先日、残念なことに亡くなられたカウンタックのチーフエンジニアであり、その当時のランボルギーニCEOでもあったパオロ・スタンツァーニはかつて私に語ってくれた。
「名車といわれたランボルギーニ・ミウラだが発売当時は爆発的な人気を誇ったものの、しばらくするとまったく売れなくなった。それはセールスネットワークが脆弱だったからだ。しっかりした顧客フォローができなかったので、当初、喜んで買ってくれたステータスのあるオーナーたちが離れていって、市場に程度の悪い中古車がぞろぞろ並んでしまった」。しっかりとメーカーと販売店が一体となってアフターマーケットをコントロールすべきだったと”懺悔”してくれた。
日本に話を戻すと、ちなみに神戸は多くのブランドのディーラーを経営する光岡自動車、横浜も前述したスカイグループが母体となっている。これらオーナー企業は明確なレギュレーションの元にランボルギーニ社と契約が結ばれ、ランボルギーニ社が設定したデザインによる店舗設計や運用マニュアルに従って営業活動が行われる。
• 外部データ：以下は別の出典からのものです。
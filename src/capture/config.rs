// Copyright (c) 2026 Bountyy Oy. All rights reserved.
// This software is proprietary and confidential.

//! Capture configuration

use std::collections::BTreeSet;

use serde::{Deserialize, Serialize};
use serde_json::Value;

use crate::error::{Error, Result};
use crate::network::{normalize_exclusions, Redactor, DEFAULT_HOST_PATTERN};

/// Default log capacity
pub const DEFAULT_MAX_LOG_SIZE: i64 = 5000;

/// Capture configuration
#[derive(Debug, Clone, PartialEq, Eq, Serialize, Deserialize)]
#[serde(rename_all = "camelCase", default)]
pub struct CaptureConfig {
    /// Log capacity; zero or negative disables trimming
    pub max_log_size: i64,
    /// Lowercased header names dropped from captured entries
    pub exclude_headers: BTreeSet<String>,
    /// Mask workspace tokens in captured bodies
    pub mask_tokens: bool,
    /// Feed captured entries to the user registry
    pub user_capture_enabled: bool,
    /// Log every captured entry at info level
    pub verbose: bool,
    /// Hosts eligible for capture; `None` admits every host
    pub host_pattern: Option<String>,
    /// URL include patterns; empty admits every URL the host gate admits
    pub filter: Vec<String>,
}

impl Default for CaptureConfig {
    fn default() -> Self {
        Self {
            max_log_size: DEFAULT_MAX_LOG_SIZE,
            exclude_headers: normalize_exclusions(std::iter::empty::<&str>()),
            mask_tokens: true,
            user_capture_enabled: false,
            verbose: false,
            host_pattern: Some(DEFAULT_HOST_PATTERN.to_string()),
            filter: Vec::new(),
        }
    }
}

impl CaptureConfig {
    pub fn new() -> Self {
        Self::default()
    }

    /// Set log capacity
    pub fn max_log_size(mut self, max: i64) -> Self {
        self.max_log_size = max;
        self
    }

    /// Set excluded headers; the mandatory exclusions are always added
    pub fn exclude_headers<S: AsRef<str>>(mut self, names: impl IntoIterator<Item = S>) -> Self {
        self.exclude_headers = normalize_exclusions(names);
        self
    }

    pub fn mask_tokens(mut self, mask: bool) -> Self {
        self.mask_tokens = mask;
        self
    }

    /// Enable/disable user capture
    pub fn user_capture(mut self, enabled: bool) -> Self {
        self.user_capture_enabled = enabled;
        self
    }

    pub fn verbose(mut self, verbose: bool) -> Self {
        self.verbose = verbose;
        self
    }

    /// Set the host gate pattern; `None` admits every host
    pub fn host_pattern(mut self, pattern: Option<&str>) -> Self {
        self.host_pattern = pattern.map(str::to_string);
        self
    }

    /// Set URL include patterns
    pub fn filter<S: Into<String>>(mut self, patterns: impl IntoIterator<Item = S>) -> Self {
        self.filter = patterns.into_iter().map(Into::into).collect();
        self
    }

    /// Capture with the user registry fed from the start
    pub fn for_user_capture() -> Self {
        Self {
            user_capture_enabled: true,
            ..Default::default()
        }
    }

    /// Capture calls to any host
    pub fn any_host() -> Self {
        Self {
            host_pattern: None,
            ..Default::default()
        }
    }

    /// Redaction settings derived from this config
    pub fn redactor(&self) -> Redactor {
        Redactor::new(&self.exclude_headers, self.mask_tokens)
    }

    /// Apply a partial update; fields absent from the update keep their value
    pub fn apply(&mut self, update: &ConfigUpdate) {
        if let Some(max) = update.max_log_size {
            self.max_log_size = max;
        }
        if let Some(ref names) = update.exclude_headers {
            self.exclude_headers = normalize_exclusions(names);
        }
        if let Some(mask) = update.mask_tokens {
            self.mask_tokens = mask;
        }
        if let Some(enabled) = update.user_capture_enabled {
            self.user_capture_enabled = enabled;
        }
        if let Some(verbose) = update.verbose {
            self.verbose = verbose;
        }
    }
}

/// Partial configuration change
#[derive(Debug, Clone, Default, PartialEq, Eq)]
pub struct ConfigUpdate {
    pub max_log_size: Option<i64>,
    pub exclude_headers: Option<Vec<String>>,
    pub mask_tokens: Option<bool>,
    pub user_capture_enabled: Option<bool>,
    pub verbose: Option<bool>,
}

impl ConfigUpdate {
    pub fn new() -> Self {
        Self::default()
    }

    pub fn max_log_size(mut self, max: i64) -> Self {
        self.max_log_size = Some(max);
        self
    }

    pub fn exclude_headers<S: Into<String>>(mut self, names: impl IntoIterator<Item = S>) -> Self {
        self.exclude_headers = Some(names.into_iter().map(Into::into).collect());
        self
    }

    pub fn mask_tokens(mut self, mask: bool) -> Self {
        self.mask_tokens = Some(mask);
        self
    }

    pub fn user_capture(mut self, enabled: bool) -> Self {
        self.user_capture_enabled = Some(enabled);
        self
    }

    pub fn verbose(mut self, verbose: bool) -> Self {
        self.verbose = Some(verbose);
        self
    }

    /// Read an update from a JSON object.
    ///
    /// Unknown keys are ignored. A recognized key holding the wrong type is
    /// ignored with a warning. Anything other than an object is rejected.
    pub fn from_json(value: &Value) -> Result<Self> {
        let object = value
            .as_object()
            .ok_or_else(|| Error::invalid_argument("configuration must be a JSON object"))?;

        let mut update = Self::default();
        for (key, value) in object {
            let accepted = match key.as_str() {
                "maxLogSize" => value
                    .as_i64()
                    .or_else(|| value.as_f64().filter(|f| f.is_finite()).map(|f| f as i64))
                    .map(|max| update.max_log_size = Some(max))
                    .is_some(),
                "excludeHeaders" => string_list(value)
                    .map(|names| update.exclude_headers = Some(names))
                    .is_some(),
                "maskTokens" => value.as_bool().map(|b| update.mask_tokens = Some(b)).is_some(),
                "userCaptureEnabled" => value
                    .as_bool()
                    .map(|b| update.user_capture_enabled = Some(b))
                    .is_some(),
                "verbose" => value.as_bool().map(|b| update.verbose = Some(b)).is_some(),
                _ => true,
            };

            if !accepted {
                tracing::warn!(key = %key, value = %value, "ignoring configuration value of the wrong type");
            }
        }

        Ok(update)
    }
}

fn string_list(value: &Value) -> Option<Vec<String>> {
    value
        .as_array()?
        .iter()
        .map(|item| item.as_str().map(str::to_string))
        .collect()
}

#[cfg(test)]
mod tests {
    use super::*;
    use serde_json::json;

    #[test]
    fn test_defaults() {
        let config = CaptureConfig::default();
        assert_eq!(config.max_log_size, 5000);
        assert!(config.mask_tokens);
        assert!(!config.user_capture_enabled);
        assert!(config.exclude_headers.contains("authorization"));
        assert!(config.exclude_headers.contains("set-cookie"));
        assert_eq!(config.host_pattern.as_deref(), Some(DEFAULT_HOST_PATTERN));
    }

    #[test]
    fn test_presets() {
        assert!(CaptureConfig::for_user_capture().user_capture_enabled);
        assert_eq!(CaptureConfig::any_host().host_pattern, None);
    }

    #[test]
    fn test_exclusions_keep_mandatory_set() {
        let config = CaptureConfig::new().exclude_headers(["X-Slack-Req"]);
        assert!(config.exclude_headers.contains("x-slack-req"));
        assert!(config.exclude_headers.contains("cookie"));
    }

    #[test]
    fn test_serialized_keys() {
        let value = serde_json::to_value(CaptureConfig::default()).unwrap();
        assert_eq!(value["maxLogSize"], 5000);
        assert_eq!(value["maskTokens"], true);
        assert_eq!(value["userCaptureEnabled"], false);
    }

    #[test]
    fn test_update_from_json() {
        let update = ConfigUpdate::from_json(&json!({
            "maxLogSize": 10,
            "excludeHeaders": ["X-Trace"],
            "maskTokens": "yes",
            "verbose": true,
            "somethingElse": 1
        }))
        .unwrap();

        assert_eq!(update.max_log_size, Some(10));
        assert_eq!(update.exclude_headers, Some(vec!["X-Trace".to_string()]));
        assert_eq!(update.mask_tokens, None);
        assert_eq!(update.verbose, Some(true));

        let mut config = CaptureConfig::default();
        config.apply(&update);
        assert_eq!(config.max_log_size, 10);
        assert!(config.mask_tokens);
        assert!(config.exclude_headers.contains("x-trace"));
        assert!(config.exclude_headers.contains("authorization"));
    }

    #[test]
    fn test_update_rejects_non_object() {
        for value in [json!([1, 2]), json!("maxLogSize"), json!(null)] {
            let err = ConfigUpdate::from_json(&value).unwrap_err();
            assert!(err.is_misuse());
        }
    }

    #[test]
    fn test_mixed_exclusion_list_is_ignored() {
        let update = ConfigUpdate::from_json(&json!({"excludeHeaders": ["a", 1]})).unwrap();
        assert_eq!(update.exclude_headers, None);
    }
}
新しいCIが発表されれば、それに従うべく、店舗サイドのリスクで改装しなければいけないし、ショールームに並べるモデルも決められる。
販売店もなかなか大変なのだ。そんなことから大資本で複数のディーラーを経営する、いわゆる”メガディーラー”しか、これらラグジュアリーブランドのディーラー権を獲得することは難しくなっている。今回の横浜店はスカイグループにとって麻布に続くランボルギーニとしての2拠点目だ。ランボルギーニジャパンのカントリーマネージャーであるクレシ氏は「(スカイグループが)2店舗目をオープンしてくれたということは、ランボルギーニのビジネスは悪くないということの証明でしょう」と笑う。